TASK DETAILS
Where the string "Transformation" occurs in a line of the data below, that line should be copied.

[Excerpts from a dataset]
□ □ □
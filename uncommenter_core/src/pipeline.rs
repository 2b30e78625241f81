use crate::UncommentResult;
use crate::UncommenterConfig;
use crate::fold::fold_blocks;
use crate::helm::HelmValues;
use crate::indent::fix_indentation;
use crate::indent::postprocess;
use crate::line::DocLine;
use crate::line::normalize_line_endings;
use crate::line::render_lines;
use crate::lint::LintConfig;
use crate::lint::Linter;
use crate::lint::YamlLinter;
use crate::mrcf::Catalogue;
use crate::mrcf::Flavor;
use crate::oracle::Oracle;
use crate::preprocess::preprocess;
use crate::repair::DEFAULT_MAX_PASSES;
use crate::repair::RepairLoop;
use crate::repair::RepairOutcome;
use crate::resolver::ResolveSummary;
use crate::resolver::ValueResolver;
use crate::resolver::ValueSource;
use crate::trace::Trace;
use crate::whitelist::Whitelists;

/// Result of running every stage on one document.
#[derive(Debug, Clone)]
pub struct Transformation {
	/// The document after the repair loop, before placeholders are resolved.
	pub fixed: String,
	/// The final document.
	pub output: String,
	pub lines: Vec<DocLine>,
	pub trace: Trace,
	/// `None` when the repair loop was skipped.
	pub repair: Option<RepairOutcome>,
	pub resolve: ResolveSummary,
}

/// Runs stages 1–5 over documents with a fixed set of sources and settings.
pub struct Uncommenter {
	oracle: Oracle,
	flavor: Flavor,
	priority: Vec<ValueSource>,
	catalogue: Option<Catalogue>,
	helm: Option<HelmValues>,
	linter: Option<Box<dyn Linter>>,
	lint_config: LintConfig,
	repair_enabled: bool,
	max_passes: usize,
}

impl Default for Uncommenter {
	fn default() -> Self {
		Self::new()
	}
}

impl Uncommenter {
	pub fn new() -> Self {
		Self {
			oracle: Oracle::default(),
			flavor: Flavor::default(),
			priority: ValueSource::DEFAULT_PRIORITY.to_vec(),
			catalogue: None,
			helm: None,
			linter: Some(Box::new(YamlLinter)),
			lint_config: LintConfig::default(),
			repair_enabled: true,
			max_passes: DEFAULT_MAX_PASSES,
		}
	}

	/// Build from a config file's settings, loading the catalogue and Helm
	/// values it names.
	pub fn from_config(config: &UncommenterConfig) -> UncommentResult<Self> {
		let catalogue = config.mrcf.as_deref().map(Catalogue::load).transpose()?;
		let helm = config.helm.as_deref().map(HelmValues::load).transpose()?;

		Ok(Self {
			oracle: Oracle::new(config.whitelists()),
			flavor: config.flavor.unwrap_or_default(),
			priority: config.priority()?,
			catalogue,
			helm,
			linter: Some(Box::new(YamlLinter)),
			lint_config: config.lint_config()?,
			repair_enabled: config.repair.enabled,
			max_passes: config.repair.max_passes,
		})
	}

	#[must_use]
	pub fn with_flavor(mut self, flavor: Flavor) -> Self {
		self.flavor = flavor;
		self
	}

	#[must_use]
	pub fn with_priority(mut self, priority: Vec<ValueSource>) -> Self {
		self.priority = priority;
		self
	}

	#[must_use]
	pub fn with_catalogue(mut self, catalogue: Catalogue) -> Self {
		self.catalogue = Some(catalogue);
		self
	}

	#[must_use]
	pub fn with_helm(mut self, helm: HelmValues) -> Self {
		self.helm = Some(helm);
		self
	}

	#[must_use]
	pub fn with_whitelists(mut self, whitelists: Whitelists) -> Self {
		self.oracle = Oracle::new(whitelists);
		self
	}

	/// Replace the linter; `None` behaves like an unavailable linter and
	/// skips the repair loop.
	#[must_use]
	pub fn with_linter(mut self, linter: Option<Box<dyn Linter>>) -> Self {
		self.linter = linter;
		self
	}

	#[must_use]
	pub fn with_lint_config(mut self, lint_config: LintConfig) -> Self {
		self.lint_config = lint_config;
		self
	}

	#[must_use]
	pub fn with_max_passes(mut self, max_passes: usize) -> Self {
		self.max_passes = max_passes;
		self
	}

	#[must_use]
	pub fn with_repair(mut self, enabled: bool) -> Self {
		self.repair_enabled = enabled;
		self
	}

	pub fn flavor(&self) -> Flavor {
		self.flavor
	}

	/// Transform one document. `file` names the document in diagnostics.
	pub fn transform(&self, input: &str, file: &str) -> UncommentResult<Transformation> {
		let normalized = normalize_line_endings(input);
		let mut trace = Trace::default();
		self.record_loader_warnings(&mut trace);

		let preprocessed = preprocess(&normalized, self.oracle.whitelists());
		let folded = fold_blocks(&preprocessed, &self.oracle, file)?;
		trace.extend(folded.trace);
		tracing::info!(file, rows = folded.rows.len() - 1, "folded commented blocks");

		let mut lines = postprocess(&folded.rows, &normalized);
		fix_indentation(&mut lines, &mut trace);

		let repair = self.repair(&mut lines, &normalized, &mut trace);
		let fixed = render(&lines);

		let mut resolver = ValueResolver::new(
			self.catalogue.as_ref(),
			self.helm.as_ref(),
			self.flavor,
			&self.priority,
		);
		let resolve = resolver.resolve(&mut lines, &mut trace);
		let output = render(&lines);

		Ok(Transformation {
			fixed,
			output,
			lines,
			trace,
			repair,
			resolve,
		})
	}

	fn repair(&self, lines: &mut [DocLine], normalized: &str, trace: &mut Trace) -> Option<RepairOutcome> {
		if !self.repair_enabled {
			return None;
		}

		let Some(linter) = self.linter.as_deref() else {
			trace.warn(0, "linter unavailable; skipping the repair loop");
			return None;
		};

		let input: Vec<&str> = normalized.lines().collect();
		let outcome = RepairLoop::new(linter, &self.lint_config)
			.with_max_passes(self.max_passes)
			.run(lines, &input, trace);
		Some(outcome)
	}

	fn record_loader_warnings(&self, trace: &mut Trace) {
		let catalogue = self.catalogue.iter().flat_map(Catalogue::warnings);
		let helm = self.helm.iter().flat_map(HelmValues::warnings);
		for warning in catalogue.chain(helm) {
			trace.warn(0, warning.clone());
		}
	}
}

fn render(lines: &[DocLine]) -> String {
	let texts: Vec<&str> = lines.iter().map(|line| line.text.as_str()).collect();
	render_lines(&texts)
}
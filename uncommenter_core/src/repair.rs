use std::sync::LazyLock;

use regex::Regex;

use crate::line::DocLine;
use crate::line::comment_out;
use crate::line::is_blank;
use crate::line::is_comment;
use crate::line::render_lines;
use crate::lint::LintConfig;
use crate::lint::LintLevel;
use crate::lint::LintProblem;
use crate::lint::Linter;
use crate::lint::RULE_KEY_DUPLICATES;
use crate::lint::RULE_LINE_LENGTH;
use crate::lint::RULE_SYNTAX;
use crate::trace::DecisionKind;
use crate::trace::Trace;

pub const DEFAULT_MAX_PASSES: usize = 2000;
pub const DETECTED_AS_COMMENTED_TEXT: &str = "detected as commented text";
pub const DETECTED_AS_DUPLICATE: &str = "detected as duplicate";

/// Parser messages reporting a child block under a key whose value is
/// already set. PyYAML and libyaml word this differently.
const BLOCK_END_MESSAGES: &[&str] = &[
	"expected <block end>",
	"did not find expected key",
	"did not find expected '-' indicator",
];
const MISSING_COLON_MESSAGE: &str = "could not find expected ':'";
const EMPTY_STUBS: &[&str] = &[": []", ": {}"];

static SIMPLE_KEY_CONTEXT: LazyLock<Regex> = LazyLock::new(|| {
	Regex::new(r"while scanning a simple key at line (\d+)").expect("valid regex")
});

/// What a lint problem asks the loop to do.
#[derive(Debug, Clone, Copy, PartialEq, Eq)]
enum Repair {
	/// Drop the `: []` / `: {}` stub from the data line above.
	EmptyStub,
	/// Put a row that was commented in the input back as a comment.
	Recomment(usize),
	/// Comment out a duplicate key.
	Duplicate,
}

fn classify(problem: &LintProblem) -> Option<Repair> {
	if problem.level != LintLevel::Error || problem.rule == RULE_LINE_LENGTH {
		return None;
	}

	if problem.rule == RULE_KEY_DUPLICATES {
		return Some(Repair::Duplicate);
	}
	if problem.rule != RULE_SYNTAX {
		return None;
	}

	if BLOCK_END_MESSAGES
		.iter()
		.any(|message| problem.message.contains(message))
	{
		return Some(Repair::EmptyStub);
	}

	if problem.message.contains(MISSING_COLON_MESSAGE) {
		let origin = SIMPLE_KEY_CONTEXT
			.captures(&problem.message)
			.and_then(|captures| captures[1].parse().ok())
			.unwrap_or(problem.line.saturating_sub(1));
		return Some(Repair::Recomment(origin));
	}

	None
}

/// Result of running the repair loop.
#[derive(Debug, Clone)]
pub struct RepairOutcome {
	pub passes: usize,
	/// A pass made no change before the budget ran out.
	pub converged: bool,
	/// Problems reported by the final lint pass.
	pub remaining: Vec<LintProblem>,
}

/// Stage 4: lint, apply targeted repairs, and repeat to a fixed point.
pub struct RepairLoop<'a> {
	linter: &'a dyn Linter,
	config: &'a LintConfig,
	max_passes: usize,
}

impl<'a> RepairLoop<'a> {
	pub fn new(linter: &'a dyn Linter, config: &'a LintConfig) -> Self {
		Self {
			linter,
			config,
			max_passes: DEFAULT_MAX_PASSES,
		}
	}

	#[must_use]
	pub fn with_max_passes(mut self, max_passes: usize) -> Self {
		self.max_passes = max_passes;
		self
	}

	/// `input` holds the original rows, used when a row has to be put back as
	/// the comment it was.
	pub fn run(&self, lines: &mut [DocLine], input: &[&str], trace: &mut Trace) -> RepairOutcome {
		let mut passes = 0;

		loop {
			let texts: Vec<&str> = lines.iter().map(|line| line.text.as_str()).collect();
			let problems = self.linter.run(&render_lines(&texts), self.config);

			if passes == self.max_passes {
				trace.warn(
					0,
					format!(
						"repair budget of {} passes exhausted; keeping the partially repaired \
						 document",
						self.max_passes
					),
				);
				return RepairOutcome {
					passes,
					converged: false,
					remaining: problems,
				};
			}
			passes += 1;

			let mut changed = false;
			for problem in &problems {
				if let Some(repair) = classify(problem) {
					changed |= apply(repair, problem, lines, input, trace);
				}
			}

			if !changed {
				tracing::info!(passes, remaining = problems.len(), "repair loop reached a fixed point");
				return RepairOutcome {
					passes,
					converged: true,
					remaining: problems,
				};
			}
		}
	}
}

fn is_editable(line: &DocLine) -> bool {
	!line.origin.opaque && !is_blank(&line.text) && !is_comment(&line.text)
}

fn apply(repair: Repair, problem: &LintProblem, lines: &mut [DocLine], input: &[&str], trace: &mut Trace) -> bool {
	match repair {
		Repair::EmptyStub => {
			let end = problem.line.saturating_sub(1).min(lines.len());
			let Some(index) = (0..end).rev().find(|index| is_editable(&lines[*index])) else {
				return false;
			};
			let line = &mut lines[index];
			let trimmed = line.text.trim_end();
			let Some(kept) = EMPTY_STUBS
				.iter()
				.find_map(|stub| trimmed.strip_suffix(stub))
			else {
				return false;
			};
			line.text = format!("{kept}:");
			trace.record(
				index + 1,
				DecisionKind::Repaired {
					rule: problem.rule.clone(),
				},
				format!("dropped empty value before nested block: {}", line.text.trim()),
			);
			true
		}
		Repair::Recomment(line_no) => {
			let Some(index) = line_no.checked_sub(1) else {
				return false;
			};
			let (Some(line), Some(original)) = (lines.get_mut(index), input.get(index)) else {
				return false;
			};
			if !line.origin.was_commented || !is_editable(line) {
				return false;
			}
			line.text = format!("{original} # {DETECTED_AS_COMMENTED_TEXT}");
			trace.record(
				line_no,
				DecisionKind::Repaired {
					rule: problem.rule.clone(),
				},
				DETECTED_AS_COMMENTED_TEXT,
			);
			true
		}
		Repair::Duplicate => {
			let Some(line) = problem.line.checked_sub(1).and_then(|index| lines.get_mut(index)) else {
				return false;
			};
			if !is_editable(line) {
				return false;
			}
			line.text = comment_out(&line.text, DETECTED_AS_DUPLICATE);
			trace.record(
				problem.line,
				DecisionKind::Repaired {
					rule: problem.rule.clone(),
				},
				DETECTED_AS_DUPLICATE,
			);
			true
		}
	}
}
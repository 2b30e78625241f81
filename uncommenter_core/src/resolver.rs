use std::fmt;
use std::str::FromStr;
use std::sync::LazyLock;

use regex::Regex;
use serde::Deserialize;
use serde::Serialize;
use serde_json::Value as JsonValue;

use crate::UncommentError;
use crate::helm::HelmValues;
use crate::line::DocLine;
use crate::line::is_blank;
use crate::line::is_comment;
use crate::line::key_value;
use crate::line::leading_columns;
use crate::mrcf::Catalogue;
use crate::mrcf::Flavor;
use crate::mrcf::ParameterRecord;
use crate::path::Path;
use crate::path::PathToken;
use crate::path::reference_key;
use crate::structure::NodeId;
use crate::structure::Source;
use crate::structure::StructureTree;
use crate::trace::DecisionKind;
use crate::trace::Trace;

static PLACEHOLDER: LazyLock<Regex> =
	LazyLock::new(|| Regex::new(r"^\s*\{\{\s*(.*?)\s*\}\}\s*$").expect("valid regex"));

/// Minimum score for an ancestor frame to adopt a key.
const MIN_SCORE: f64 = 0.5;

/// Where a resolved value came from.
#[derive(Debug, Clone, Copy, PartialEq, Eq, Hash, Serialize, Deserialize)]
pub enum ValueSource {
	#[serde(rename = "mrcf.recommended_value")]
	MrcfRecommendedValue,
	#[serde(rename = "mrcf.defaults_per_flavor")]
	MrcfDefaultsPerFlavor,
	#[serde(rename = "mrcf.default")]
	MrcfDefault,
	#[serde(rename = "yaml.defaults_per_flavor")]
	YamlDefaultsPerFlavor,
	#[serde(rename = "helm.default")]
	HelmDefault,
	#[serde(rename = "mrcf.example")]
	MrcfExample,
}

impl ValueSource {
	/// Default consultation order.
	pub const DEFAULT_PRIORITY: [Self; 6] = [
		Self::MrcfRecommendedValue,
		Self::MrcfDefaultsPerFlavor,
		Self::MrcfDefault,
		Self::YamlDefaultsPerFlavor,
		Self::HelmDefault,
		Self::MrcfExample,
	];

	pub fn as_str(self) -> &'static str {
		match self {
			Self::MrcfRecommendedValue => "mrcf.recommended_value",
			Self::MrcfDefaultsPerFlavor => "mrcf.defaults_per_flavor",
			Self::MrcfDefault => "mrcf.default",
			Self::YamlDefaultsPerFlavor => "yaml.defaults_per_flavor",
			Self::HelmDefault => "helm.default",
			Self::MrcfExample => "mrcf.example",
		}
	}
}

impl fmt::Display for ValueSource {
	fn fmt(&self, f: &mut fmt::Formatter<'_>) -> fmt::Result {
		f.write_str(self.as_str())
	}
}

impl FromStr for ValueSource {
	type Err = UncommentError;

	fn from_str(s: &str) -> Result<Self, Self::Err> {
		// `mrcf.defaults_per_flavor[flavor]` is accepted as an alias.
		let name = s.trim().trim_end_matches("[flavor]");
		Self::DEFAULT_PRIORITY
			.into_iter()
			.find(|source| source.as_str() == name)
			.ok_or_else(|| UncommentError::UnknownSource(s.to_string()))
	}
}

/// Counts for a resolver run.
#[derive(Debug, Clone, Copy, Default, PartialEq, Eq)]
pub struct ResolveSummary {
	pub resolved: usize,
	pub unresolved: usize,
}

/// A level of the context stack.
#[derive(Debug, Clone)]
struct Frame {
	/// Key column; `None` for the root frame.
	indent: Option<usize>,
	path: Path,
	node: NodeId,
}

/// Stage 5: replace `{{ … }}` placeholders with values from the catalogue,
/// the Helm values, or the placeholder's own per-flavor defaults.
pub struct ValueResolver<'a> {
	tree: StructureTree,
	catalogue: Option<&'a Catalogue>,
	helm: Option<&'a HelmValues>,
	flavor: Flavor,
	priority: &'a [ValueSource],
}

impl<'a> ValueResolver<'a> {
	pub fn new(
		catalogue: Option<&'a Catalogue>,
		helm: Option<&'a HelmValues>,
		flavor: Flavor,
		priority: &'a [ValueSource],
	) -> Self {
		Self {
			tree: StructureTree::from_sources(catalogue, helm),
			catalogue,
			helm,
			flavor,
			priority,
		}
	}

	/// The structure tree, including dynamic nodes added while resolving.
	pub fn tree(&self) -> &StructureTree {
		&self.tree
	}

	pub fn resolve(&mut self, lines: &mut [DocLine], trace: &mut Trace) -> ResolveSummary {
		let mut summary = ResolveSummary::default();
		let mut frames = vec![Frame {
			indent: None,
			path: Path::root(),
			node: self.tree.root(),
		}];
		let mut block_scalar_owner: Option<usize> = None;

		for (index, line) in lines.iter_mut().enumerate() {
			if line.origin.opaque || is_blank(&line.text) || is_comment(&line.text) {
				continue;
			}

			let columns = leading_columns(&line.text);
			if let Some(owner) = block_scalar_owner {
				if columns > owner {
					continue;
				}
				block_scalar_owner = None;
			}

			let Some(entry) = key_value(&line.text) else {
				continue;
			};

			if entry.dash > 0 {
				self.push_array_element(&mut frames, columns);
			}

			let key_indent = columns + entry.dash;
			let frame = self.resolve_path(&mut frames, key_indent, entry.key);
			let path = frame.path.clone();
			let node = frame.node;
			frames.push(frame);

			let Some(value) = entry.value else {
				continue;
			};
			if value.starts_with(['|', '>']) {
				block_scalar_owner = Some(columns);
				continue;
			}
			let (value, comment) = split_trailing_comment(value);
			let Some(captures) = PLACEHOLDER.captures(value) else {
				continue;
			};

			let body = captures.get(1).map_or("", |body| body.as_str());
			let line_no = index + 1;
			match self.choose_value(body, &path, line_no, trace) {
				Some((source, chosen)) => {
					let original = value.to_string();
					let rendered = render_scalar(&chosen);
					line.text = format!("{}{rendered}{comment}", &line.text[..entry.value_offset]);
					self.tree.touch(node);
					trace.record(
						line_no,
						DecisionKind::ValueResolved {
							path: path.to_string(),
							source,
							rendered,
						},
						original,
					);
					summary.resolved += 1;
				}
				None => {
					trace.warn(
						line_no,
						format!("no value found for `{path}`; placeholder `{value}` left in place"),
					);
					summary.unresolved += 1;
				}
			}
		}

		tracing::info!(
			resolved = summary.resolved,
			unresolved = summary.unresolved,
			"resolved placeholders"
		);
		summary
	}

	/// A `- ` marker opens an array element under the frame that owns the
	/// list.
	fn push_array_element(&mut self, frames: &mut Vec<Frame>, dash_column: usize) {
		frames.truncate(retained_frames(frames, dash_column));
		let Some(parent) = frames.last() else {
			return;
		};

		let element = self.tree.insert_child(parent.node, PathToken::AnyIndex, None);
		let path = parent.path.child(PathToken::AnyIndex);
		frames.push(Frame {
			indent: Some(dash_column),
			path,
			node: element,
		});
	}

	/// Backtracking path resolution: pick the ancestor frame that best explains
	/// `key`, drop the frames below it and return the new frame for `key`.
	fn resolve_path(&mut self, frames: &mut Vec<Frame>, indent: usize, key: &str) -> Frame {
		frames.truncate(retained_frames(frames, indent));

		let mut best: Option<(usize, f64, Path, NodeId)> = None;
		for (position, frame) in frames.iter().enumerate().rev() {
			let direct = self.tree.child_key(frame.node, key);
			let through_array = self
				.tree
				.array_child(frame.node)
				.and_then(|element| self.tree.child_key(element, key));

			let (path, node) = match (direct, through_array) {
				(Some(node), _) => (frame.path.child(PathToken::key(key)), node),
				(None, Some(node)) => {
					(
						frame
							.path
							.child(PathToken::AnyIndex)
							.child(PathToken::key(key)),
						node,
					)
				}
				(None, None) => continue,
			};

			let score = self.score(frame.node, node, direct.is_some(), through_array.is_some());
			if score >= MIN_SCORE && best.as_ref().is_none_or(|(_, best_score, ..)| score > *best_score) {
				best = Some((position, score, path, node));
			}
		}

		if let Some((position, score, path, node)) = best {
			tracing::trace!(%path, score, "matched known key");
			frames.truncate(position + 1);
			self.tree.touch(node);
			return Frame {
				indent: Some(indent),
				path,
				node,
			};
		}

		// Unknown key: it belongs to the innermost frame.
		let parent = frames
			.last()
			.cloned()
			.unwrap_or_else(|| {
				Frame {
					indent: None,
					path: Path::root(),
					node: self.tree.root(),
				}
			});
		let node = self.tree.insert_child(parent.node, PathToken::key(key), None);
		Frame {
			indent: Some(indent),
			path: parent.path.child(PathToken::key(key)),
			node,
		}
	}

	fn score(&self, parent: NodeId, child: NodeId, direct: bool, array: bool) -> f64 {
		let parent_node = self.tree.node(parent);
		let child_node = self.tree.node(child);
		let consistent = parent == self.tree.root()
			|| child_node.source == Some(Source::Both)
			|| child_node.source == parent_node.source;

		MIN_SCORE
			+ if direct { 0.4 } else { 0.0 }
			+ if array { 0.3 } else { 0.0 }
			+ if consistent { 0.1 } else { 0.0 }
			+ (f64::from(child_node.usage_count) * 0.02).min(0.2)
	}

	fn choose_value(
		&self,
		body: &str,
		path: &Path,
		line_no: usize,
		trace: &mut Trace,
	) -> Option<(ValueSource, JsonValue)> {
		let key = reference_key(body).unwrap_or_else(|| path.catalogue_key());
		let record = self.catalogue.and_then(|catalogue| catalogue.get(&key));

		if self.catalogue.is_some() && record.is_none() {
			trace.warn(line_no, format!("Cannot find path {key}, please check manually"));
		}

		self.priority.iter().find_map(|source| {
			self.lookup(*source, record, &key, body)
				.map(|value| (*source, value))
		})
	}

	fn lookup(
		&self,
		source: ValueSource,
		record: Option<&ParameterRecord>,
		key: &str,
		body: &str,
	) -> Option<JsonValue> {
		match source {
			ValueSource::MrcfRecommendedValue => record?.recommended_value.clone(),
			ValueSource::MrcfDefaultsPerFlavor => {
				record?.defaults_per_flavor.get(&self.flavor).cloned()
			}
			ValueSource::MrcfDefault => record?.default.clone(),
			ValueSource::YamlDefaultsPerFlavor => flavor_default(body, self.flavor),
			ValueSource::HelmDefault => {
				self.helm?
					.get(key)
					.filter(|value| !value.is_null())
					.cloned()
			}
			ValueSource::MrcfExample => record?.example.clone(),
		}
	}
}

/// How many frames survive a row at `indent`: those with a smaller indent.
fn retained_frames(frames: &[Frame], indent: usize) -> usize {
	frames
		.iter()
		.position(|frame| frame.indent.is_some_and(|frame_indent| frame_indent >= indent))
		.unwrap_or(frames.len())
}

/// Pick the flavor's segment of a `small|standard|large` placeholder body.
/// Bodies without `|` have no per-flavor defaults.
pub fn flavor_default(body: &str, flavor: Flavor) -> Option<JsonValue> {
	if !body.contains('|') {
		return None;
	}

	let segments: Vec<&str> = body.splitn(3, '|').collect();
	let segment = segments
		.get(flavor.index())
		.or_else(|| segments.get(Flavor::StandardSystem.index()))
		.or_else(|| segments.first())?;

	coerce_scalar(segment)
}

/// Interpret placeholder text as a YAML scalar. Quoted text stays a string;
/// empty text yields nothing.
pub fn coerce_scalar(text: &str) -> Option<JsonValue> {
	let text = text.trim();
	if text.is_empty() {
		return None;
	}

	if let Some(inner) = strip_quotes(text) {
		return Some(JsonValue::String(inner.to_string()));
	}

	let value = match text {
		"null" | "Null" | "NULL" | "~" => JsonValue::Null,
		"true" | "True" | "TRUE" => JsonValue::Bool(true),
		"false" | "False" | "FALSE" => JsonValue::Bool(false),
		_ => {
			if let Ok(integer) = text.parse::<i64>() {
				JsonValue::from(integer)
			} else if let Some(number) = text
				.parse::<f64>()
				.ok()
				.filter(|float| float.is_finite() && text.contains(|c: char| c.is_ascii_digit()))
				.and_then(serde_json::Number::from_f64)
			{
				JsonValue::Number(number)
			} else {
				JsonValue::String(text.to_string())
			}
		}
	};

	Some(value)
}

fn strip_quotes(text: &str) -> Option<&str> {
	if text.len() < 2 {
		return None;
	}
	text.strip_prefix('"')
		.and_then(|t| t.strip_suffix('"'))
		.or_else(|| text.strip_prefix('\'').and_then(|t| t.strip_suffix('\'')))
}

/// Split `{{ … }}  # note` into the value and the trailing comment with its
/// leading whitespace. A `#` counts only after the closing braces and after
/// whitespace.
fn split_trailing_comment(value: &str) -> (&str, &str) {
	let search_from = value.rfind("}}").map_or(0, |end| end + 2);
	let hash = value[search_from..]
		.char_indices()
		.find(|(offset, c)| {
			*c == '#'
				&& value[..search_from + offset]
					.chars()
					.next_back()
					.is_some_and(char::is_whitespace)
		})
		.map(|(offset, _)| search_from + offset);

	match hash {
		Some(at) => {
			let kept = value[..at].trim_end().len();
			(&value[..kept], &value[kept..])
		}
		None => (value, ""),
	}
}

/// Render a chosen value as a YAML scalar. Strings are always double-quoted;
/// collections render as JSON flow collections.
pub fn render_scalar(value: &JsonValue) -> String {
	match value {
		JsonValue::Null => "null".to_string(),
		JsonValue::Bool(b) => b.to_string(),
		JsonValue::Number(n) => n.to_string(),
		JsonValue::String(s) => {
			let inner = strip_quotes(s).unwrap_or(s);
			let escaped = inner.replace('\\', "\\\\").replace('"', "\\\"");
			format!("\"{escaped}\"")
		}
		JsonValue::Array(_) | JsonValue::Object(_) => value.to_string(),
	}
}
□ □ □
WRITTEN RESPONSE
pub struct Transformation {
	pub fn transform(&self, input: &str, file: &str) -> UncommentResult<Transformation> {
		Ok(Transformation {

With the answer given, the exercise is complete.